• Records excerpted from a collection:
--- --- ---

use std::{sync::Arc, time::Duration};

use dashmap::DashMap;
use serde_json::Value;
use tokio::sync::oneshot;
use tracing::debug;

use crate::common::{errors::ControlError, types::RequestId};

struct PendingEntry {
    request_type: String,
    tx: oneshot::Sender<Option<Value>>,
}

/// In-flight requests of one connection, keyed by request id.
#[derive(Default)]
pub struct PendingRequests {
    inner: DashMap<RequestId, PendingEntry>,
}

impl PendingRequests {
    pub fn new() -> Self {
        Self::default()
    }

    /// Records a request before it is sent. The returned guard owns the
    /// completion side and evicts the entry when dropped.
    pub fn register(self: &Arc<Self>, id: RequestId, request_type: &str) -> PendingGuard {
        let (tx, rx) = oneshot::channel();
        self.inner.insert(
            id.clone(),
            PendingEntry {
                request_type: request_type.to_owned(),
                tx,
            },
        );
        PendingGuard {
            table: self.clone(),
            id,
            request_type: request_type.to_owned(),
            rx,
        }
    }

    /// Completes a request. Returns false when the id is not tracked.
    pub fn resolve(&self, id: &RequestId, result: Option<Value>) -> bool {
        match self.inner.remove(id) {
            Some((_, entry)) => {
                debug!("Resolved {} ({})", entry.request_type, id);
                let _ = entry.tx.send(result);
                true
            }
            None => false,
        }
    }

    pub fn contains(&self, id: &RequestId) -> bool {
        self.inner.contains_key(id)
    }

    pub fn len(&self) -> usize {
        self.inner.len()
    }

    pub fn is_empty(&self) -> bool {
        self.inner.is_empty()
    }

    /// Drops every completion handle; waiting callers resolve empty at once.
    pub fn clear(&self) {
        self.inner.clear();
    }
}

/// Waiting side of one pending request.
pub struct PendingGuard {
    table: Arc<PendingRequests>,
    id: RequestId,
    request_type: String,
    rx: oneshot::Receiver<Option<Value>>,
}

impl PendingGuard {
    pub fn id(&self) -> &RequestId {
        &self.id
    }

    /// Waits for the response. `None` on failure, timeout, or when the
    /// connection was torn down first.
    pub async fn wait(mut self, timeout: Duration) -> Option<Value> {
        match tokio::time::timeout(timeout, &mut self.rx).await {
            Ok(Ok(result)) => result,
            Ok(Err(_)) => {
                debug!("{} ({}) orphaned by disconnect", self.request_type, self.id);
                None
            }
            Err(_) => {
                let err = ControlError::Timeout {
                    request_type: self.request_type.clone(),
                    timeout_ms: timeout.as_millis() as u64,
                };
                debug!("{} ({})", err, self.id);
                None
            }
        }
    }
}

impl Drop for PendingGuard {
    fn drop(&mut self) {
        self.table.inner.remove(&self.id);
    }
}
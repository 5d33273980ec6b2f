pub mod base;
pub mod engine;
pub mod lighting;
pub mod logging;
pub mod mixer;

pub use base::*;
pub use engine::*;
pub use lighting::*;
pub use logging::*;
pub use mixer::*;
pub mod auth;
pub mod composite;
pub mod constants;
pub mod requests;
pub mod session;

pub use session::{MixerClient, types::ConnectionStatus};
use serde::{Deserialize, Serialize};

#[derive(Debug, Deserialize, Serialize, Clone, Default)]
pub struct LoggingConfig {
    pub level: Option<String>,
    pub filters: Option<String>,
    pub file: Option<LogFileConfig>,
}

#[derive(Debug, Deserialize, Serialize, Clone)]
pub struct LogFileConfig {
    pub path: String,
    #[serde(default = "default_max_lines")]
    pub max_lines: u32,
}

fn default_max_lines() -> u32 {
    10_000
}
use std::{sync::Arc, time::Duration};

use tokio::time::Instant;
use tracing::debug;

/// Invoked with the media name and the offset the callback was scheduled at.
pub type TimeCallback = Arc<dyn Fn(&str, u64) + Send + Sync>;

struct TimedCallback {
    offset_ms: u64,
    fired: bool,
    callback: TimeCallback,
}

/// Elapsed-time bookkeeping for one media source.
///
/// Position is `now - anchor` while a playback session is active. Each
/// callback fires at most once per session, in ascending offset order.
#[derive(Default)]
pub struct Timeline {
    callbacks: Vec<TimedCallback>,
    anchor: Option<Instant>,
    session: u64,
}

impl Timeline {
    pub fn new() -> Self {
        Self::default()
    }

    /// Adds a callback. Equal offsets keep registration order.
    pub fn add(&mut self, offset_ms: u64, callback: TimeCallback) {
        let at = self.callbacks.partition_point(|c| c.offset_ms <= offset_ms);
        self.callbacks.insert(
            at,
            TimedCallback {
                offset_ms,
                fired: false,
                callback,
            },
        );
    }

    pub fn len(&self) -> usize {
        self.callbacks.len()
    }

    pub fn is_empty(&self) -> bool {
        self.callbacks.is_empty()
    }

    /// Begins a new playback session anchored at `now`. Returns its number.
    pub fn start(&mut self, now: Instant) -> u64 {
        self.anchor = Some(now);
        self.session += 1;
        for c in &mut self.callbacks {
            c.fired = false;
        }
        self.session
    }

    pub fn stop(&mut self) {
        self.anchor = None;
    }

    pub fn is_active(&self) -> bool {
        self.anchor.is_some()
    }

    pub fn session(&self) -> u64 {
        self.session
    }

    /// Moves the anchor so the position at `now` equals the reported cursor.
    /// Without a cursor the wall-clock estimate stands.
    pub fn reanchor(&mut self, now: Instant, cursor_ms: Option<u64>) {
        if self.anchor.is_none() {
            return;
        }
        let Some(cursor_ms) = cursor_ms else {
            return;
        };
        match now.checked_sub(Duration::from_millis(cursor_ms)) {
            Some(anchor) => self.anchor = Some(anchor),
            None => debug!(
                "Reported cursor {}ms predates the local clock, keeping wall-clock estimate",
                cursor_ms
            ),
        }
    }

    pub fn position_ms(&self, now: Instant) -> Option<u64> {
        self.anchor
            .map(|anchor| now.saturating_duration_since(anchor).as_millis() as u64)
    }

    /// Marks every unfired callback at or before the current position as
    /// fired and returns them in offset order.
    pub fn take_due(&mut self, now: Instant) -> Vec<(u64, TimeCallback)> {
        let Some(position) = self.position_ms(now) else {
            return Vec::new();
        };

        self.callbacks
            .iter_mut()
            .take_while(|c| c.offset_ms <= position)
            .filter(|c| !c.fired)
            .map(|c| {
                c.fired = true;
                (c.offset_ms, c.callback.clone())
            })
            .collect()
    }
}
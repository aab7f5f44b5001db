//! Product model used to describe items in tracking calls.
//!
//! This crate holds the product value type and its JSON payload shape. It has
//! no IO of its own; callers decide where payloads go.

pub mod payload;
pub mod product;

pub use product::{DEFAULT_QUANTITY, Product};
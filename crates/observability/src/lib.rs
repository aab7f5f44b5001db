//! Tracing and logging setup shared by tracekit binaries.

/// Subscriber configuration (filters, output format).
pub mod subscriber;

pub use subscriber::{LOG_FORMAT_ENV, LogFormat};

/// Initialize process-wide tracing, reading the output format from
/// `TRACEKIT_LOG_FORMAT` and the filter from `RUST_LOG`.
///
/// Safe to call multiple times; subsequent calls are no-ops.
pub fn init() {
    let raw = std::env::var(LOG_FORMAT_ENV).ok();
    let parsed = raw.as_deref().map(LogFormat::parse);

    subscriber::init(parsed.flatten().unwrap_or_default());

    if let (Some(raw), Some(None)) = (raw, parsed) {
        tracing::warn!(env = LOG_FORMAT_ENV, value = %raw, "unknown log format; using json");
    }
}

/// Initialize process-wide tracing with an explicit output format.
pub fn init_with(format: LogFormat) {
    subscriber::init(format);
}
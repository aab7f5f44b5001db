use serde::{Deserialize, Serialize};

use tracekit_core::ValueObject;

/// Quantity a product carries unless told otherwise.
pub const DEFAULT_QUANTITY: u64 = 1;

/// A product being viewed, purchased, or otherwise tracked.
///
/// Every attribute is independently readable and writable. Setters store
/// whatever they are given: an empty name, a negative price or a zero quantity
/// are all accepted as-is. Text attributes other than `name` use the empty
/// string for "unset".
#[derive(Debug, Clone, PartialEq, Serialize, Deserialize)]
#[serde(default)]
pub struct Product {
    name: String,
    sku: String,
    category: String,
    price: f64, // no currency attached
    quantity: u64,
    description: String,
}

impl Product {
    /// Create a product from just a name.
    ///
    /// Quantity starts at 1, price at 0.0, and every other text field empty.
    pub fn with_name(name: impl Into<String>) -> Self {
        Self {
            name: name.into(),
            sku: String::new(),
            category: String::new(),
            price: 0.0,
            quantity: DEFAULT_QUANTITY,
            description: String::new(),
        }
    }

    pub fn name(&self) -> &str {
        &self.name
    }

    pub fn set_name(&mut self, name: impl Into<String>) {
        self.name = name.into();
    }

    /// Stock keeping unit. Uniqueness is not enforced here.
    pub fn sku(&self) -> &str {
        &self.sku
    }

    pub fn set_sku(&mut self, sku: impl Into<String>) {
        self.sku = sku.into();
    }

    pub fn category(&self) -> &str {
        &self.category
    }

    pub fn set_category(&mut self, category: impl Into<String>) {
        self.category = category.into();
    }

    pub fn price(&self) -> f64 {
        self.price
    }

    pub fn set_price(&mut self, price: f64) {
        self.price = price;
    }

    pub fn quantity(&self) -> u64 {
        self.quantity
    }

    pub fn set_quantity(&mut self, quantity: u64) {
        self.quantity = quantity;
    }

    /// Free-form description text.
    pub fn description(&self) -> &str {
        &self.description
    }

    pub fn set_description(&mut self, description: impl Into<String>) {
        self.description = description.into();
    }
}

/// Same as `Product::with_name("")`, so quantity is 1 here too.
impl Default for Product {
    fn default() -> Self {
        Self::with_name(String::new())
    }
}

impl ValueObject for Product {}
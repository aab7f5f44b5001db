//! Value object trait: equality by value, not identity.
//!
//! Value objects carry **no identity**: they are defined entirely by their
//! attribute values, so two instances holding the same values are equal.

/// Marker trait for value objects.
///
/// ## Value Object vs Entity
///
/// - **Value Object**: no identity (two value objects with the same values are equal)
/// - **Entity**: has identity (two entities with the same ID are the same entity)
///
/// A product description handed to a tracking call is a value object: two
/// descriptions naming the same SKU at the same price are interchangeable.
///
/// ## Mutation
///
/// Implementors may expose setters. Mutation goes through `&mut self`, so the
/// borrow checker already rules out unsynchronized writers; callers that want
/// to share one instance across threads wrap it (`Arc<Mutex<_>>`) themselves.
/// Copying with `Clone` is the usual way to hand a value to another owner.
///
/// ## Design Constraints
///
/// - **Clone**: values are passed around by copy
/// - **PartialEq**: compared by attribute values
/// - **Debug**: debuggable in logs and tests
pub trait ValueObject: Clone + PartialEq + core::fmt::Debug {}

--- --- ---

• Exercise requirements: Find the word "calls" in the records, and report each line that has it.

• Solved problem:
//! Product model used to describe items in tracking calls.
/// Safe to call multiple times; subsequent calls are no-ops.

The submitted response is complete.